The word "recital" refers to "a musical program given by a soloist, soloists, or small ensembles" according to Webster's dictionary. Last weekend my granddaughter participated in a small recital along with other students of a well-respected piano teacher from this area. This lively and energetic lady is at this point more than four score and 10, but she loves her work and she loves her students and takes pride in them.
Many of the students who played at the recital had parents who in years past took lessons from this same teacher. They are country people and people who home school. When my daughter took her lessons she was in high school. These were not her first piano lessons, but the lessons that allowed her to play utilizing the chords to enhance her musical renditions.
It was great to see Ruth again although she said she probably would not have recognized me after all of these years. What I love about Ruth is that she manages to keep up with the current trends. The music that was played was a mix of classical along with music from famous Broadway musicals. If a student wanted to play a certain piece and the music was not available in a simple enough version, that student had a personal copy written out by the instructor.
Students ranged in age from the youngest who recently turned 6 to several who were experiencing probably their last recital. She had the students play by families instead of by their length of study. It was great to see the talent develop and build as the seasoned veterans went through their paces right along with the newbies.
This recital was in an intimate setting, so it was not scary. The students simply had to walk up front and take a seat by the piano. The beloved teacher sat nearby to help as needed.
The atmosphere was completely different from what I remember. My recitals were scary. My teacher was scary. My teacher was very stern. Miss Steiger was a large woman - big boned, not really fat. The most distinctive characteristic was her flame red hair. I knew she had to be gray underneath, but on the surface it was bright red. Her bright pink cheeks and bright blue eye shadow also stuck out in my memory.

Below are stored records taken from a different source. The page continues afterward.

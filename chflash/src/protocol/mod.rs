//! CH55x bootloader protocol codecs.
//!
//! Two incompatible wire protocols exist in the field: the legacy v1
//! bootloader (CH55x "DBG ISP") and the extended v2 bootloader ("MCU ISP
//! & WCH.CN"). Both exchange fixed 64-byte USB bulk transfers; they differ
//! in frame layout, opcode values, payload capacity and — for the extended
//! variant — an XOR pass keyed by the chip id.
//!
//! The [`Codec`] trait is the single interface over both variants. A
//! concrete codec is selected once, when the detect reply reveals which
//! bootloader is resident, and held for the whole session.

pub mod extended;
pub mod legacy;

use crate::chip::{BootloaderVersion, ChipProfile};
use crate::error::{Error, ProtocolError, TransportError};

/// Wire protocol variant spoken by the resident bootloader.
#[derive(Debug, Clone, Copy, PartialEq, Eq)]
pub enum ProtocolVariant {
    /// v1 bootloader (bootloader version 1.1).
    Legacy,
    /// v2 bootloader (bootloader version 2.3x).
    Extended,
}

impl ProtocolVariant {
    /// Maximum firmware payload bytes carried by one data frame.
    ///
    /// The 64-byte transfer leaves 60 bytes after the legacy 4-byte
    /// header and 56 bytes after the extended 8-byte header.
    pub fn max_chunk(self) -> usize {
        match self {
            Self::Legacy => 60,
            Self::Extended => 56,
        }
    }
}

impl std::fmt::Display for ProtocolVariant {
    fn fmt(&self, f: &mut std::fmt::Formatter<'_>) -> std::fmt::Result {
        match self {
            Self::Legacy => write!(f, "legacy (v1)"),
            Self::Extended => write!(f, "extended (v2)"),
        }
    }
}

/// Whether a data frame writes flash or verifies it.
#[derive(Debug, Clone, Copy, PartialEq, Eq)]
pub enum DataMode {
    /// Program the chunk into flash.
    Write,
    /// Compare the chunk against flash contents.
    Verify,
}

/// The detection probe sent before any variant is locked in.
///
/// Both bootloader generations answer it; only the reply length tells
/// them apart.
pub fn detect_probe() -> &'static [u8] {
    extended::DETECT_SEQUENCE
}

/// Disambiguate the protocol variant from the detect reply.
///
/// Reply length alone decides: 2 bytes means legacy, 6 bytes means
/// extended. An empty reply is a transport failure, never a variant
/// selection; any other length matches no known bootloader.
pub fn variant_from_detect_reply(reply: &[u8]) -> Result<ProtocolVariant, Error> {
    match reply.len() {
        0 => Err(TransportError::Other("empty reply to detect probe".into()).into()),
        2 => Ok(ProtocolVariant::Legacy),
        6 => Ok(ProtocolVariant::Extended),
        actual => Err(ProtocolError::UnexpectedReplyLength { expected: 6, actual }.into()),
    }
}

/// Construct the codec for a detected variant.
pub fn codec_for(variant: ProtocolVariant) -> Box<dyn Codec> {
    match variant {
        ProtocolVariant::Legacy => Box::new(legacy::LegacyCodec),
        ProtocolVariant::Extended => Box::new(extended::ExtendedCodec),
    }
}

/// Pure translation between logical operations and wire frames for one
/// protocol variant.
///
/// Codecs are stateless; chip-specific inputs (chip id, erase block
/// count) come in through the [`ChipProfile`] argument where a frame
/// needs them.
pub trait Codec {
    /// The variant this codec implements.
    fn variant(&self) -> ProtocolVariant;

    /// Maximum firmware payload bytes per data frame.
    fn max_chunk(&self) -> usize {
        self.variant().max_chunk()
    }

    /// Magic identify sequence for this variant; sent after the variant
    /// is locked so the chip reports its id.
    fn identify_frame(&self) -> &'static [u8];

    /// Extract the chip id from the reply to [`Codec::identify_frame`].
    fn chip_id_from_identify(&self, reply: &[u8]) -> Result<u8, ProtocolError>;

    /// Request for the bootloader version / configuration readback.
    fn version_request(&self) -> &'static [u8];

    /// Interpret the version/configuration reply.
    fn interpret_version_reply(&self, reply: &[u8])
    -> Result<BootloaderVersion, ProtocolError>;

    /// Key-response handshake frame, derived from the configuration
    /// reply. `None` for variants without the handshake.
    fn key_frame(&self, config_reply: &[u8]) -> Option<Vec<u8>>;

    /// Full erase command sequence for the given chip, in send order.
    fn erase_frames(&self, profile: &ChipProfile) -> Vec<Vec<u8>>;

    /// Interpret the reply to erase step `step` (index into
    /// [`Codec::erase_frames`]).
    fn interpret_erase_reply(&self, step: usize, reply: &[u8]) -> Result<(), ProtocolError>;

    /// Build one write/verify data frame.
    ///
    /// `remaining` is the number of firmware bytes not yet transferred,
    /// including `chunk` itself. The chunk must not exceed
    /// [`Codec::max_chunk`]; the last frame of a transfer may be shorter.
    fn data_frame(
        &self,
        mode: DataMode,
        profile: &ChipProfile,
        address: u16,
        remaining: usize,
        chunk: &[u8],
    ) -> Vec<u8>;

    /// Interpret the reply to a data frame sent for `address`.
    fn interpret_data_reply(
        &self,
        mode: DataMode,
        reply: &[u8],
        address: u16,
    ) -> Result<(), ProtocolError>;

    /// Recover `(address, payload_len)` from a built data frame's header.
    fn parse_data_header(&self, frame: &[u8]) -> Result<(u16, usize), ProtocolError>;

    /// The status byte of a reply, if the reply is long enough to have
    /// one. Used for transcript annotation only.
    fn status_byte(&self, reply: &[u8]) -> Option<u8>;

    /// Fixed exit-bootloader sequence; fire-and-forget, no reply awaited.
    fn exit_frame(&self) -> &'static [u8];
}

#[cfg(test)]
mod tests {
    use super::*;

    #[test]
    fn test_detect_reply_disambiguation() {
        assert_eq!(
            variant_from_detect_reply(&[0x52, 0x11]).unwrap(),
            ProtocolVariant::Legacy
        );
        assert_eq!(
            variant_from_detect_reply(&[0x52, 0x11, 0x00, 0x00, 0x52, 0x00]).unwrap(),
            ProtocolVariant::Extended
        );
    }

    #[test]
    fn test_empty_detect_reply_is_transport_failure() {
        match variant_from_detect_reply(&[]) {
            Err(Error::Transport(TransportError::Other(_))) => {},
            other => panic!("expected transport error, got {other:?}"),
        }
    }

    #[test]
    fn test_odd_detect_reply_length_is_protocol_error() {
        match variant_from_detect_reply(&[0x00; 4]) {
            Err(Error::Protocol(ProtocolError::UnexpectedReplyLength { actual: 4, .. })) => {},
            other => panic!("expected protocol error, got {other:?}"),
        }
    }

    #[test]
    fn test_chunk_capacities() {
        assert_eq!(ProtocolVariant::Legacy.max_chunk(), 60);
        assert_eq!(ProtocolVariant::Extended.max_chunk(), 56);
    }

    #[test]
    fn test_codec_for_matches_variant() {
        for variant in [ProtocolVariant::Legacy, ProtocolVariant::Extended] {
            assert_eq!(codec_for(variant).variant(), variant);
        }
    }
}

I only took lessons for a few years, and I hated them. I did not appreciate the discipline of having to practice every day while my friends were out playing and waiting for me to be done.
When it was recital time, we went to the nearby college to use their auditorium. The music teachers of the area put all of their students together for one recital. At the practice session I was introduced to a large auditorium, a baby grand piano, and a very large stage.
Miss Steiger expected all of her students to memorize their recital pieces. I was scared that I would forget something and have to begin the selection from the beginning. I was probably about 7 years old when I took part in my first recital. That baby grand piano was awfully large. I think my first piece was something about a waterfall. I remember it had all sorts of runs up and down the keyboard.
I made it through without embarrassing myself or my mother. The next week it was back to lessons. When we finished with a book Miss Steiger allowed us to pick a small statuette of a classical composer. I had a whole box of the little white things that looked like they were made of salt.
The next recital went better. Of course, the song that I played was much harder than that first one. I remember that it was a march. I loved the marches because the rhythm was so pronounced. That year I was ready to play. I no longer worried about the size of the piano or the long walk up the aisle to the stage, but I did worry about the memorization.
I still have the music for that piece along with the sticker inside to let me know that I did it well enough to pass on to the next selection. When I taught kindergarten I used that piece whenever we did a rhythm band. The students loved the beat as much as I did. I remember how fascinated the children were when I played the piano. I positioned it so that they could see the keys. They liked to watch my fingers as they flew up and down the keyboard. I suspect many of them had never seen anyone play the piano before.
Music is a powerful tool. It is a shame that the arts get such a bad rap when it comes to education. They are part of the curriculum just as much as social studies and science. Not all students are going to be musical geniuses, but neither are they all going to be outstanding scientists, mathematicians or sports players. All I mean here is that the arts deserve the same exposure that other subjects get. There just may be a budding musician or artist that can profit from instruction.
My children also took piano lessons. I think that each one took for a couple years. During that time they learned to read music. That proved very useful later on when they became involved in marching band and chorus. They took their lessons at school, but not during the school day. They had to stay after school to get their lessons. Recitals were held in the school cafeteria. Since it was a very familiar place it was not as scary.
Congratulations to all of the young people who took part in the recital. It was a trip down memory lane for me.
Ann Swanson writes from her home in Russell, Pa.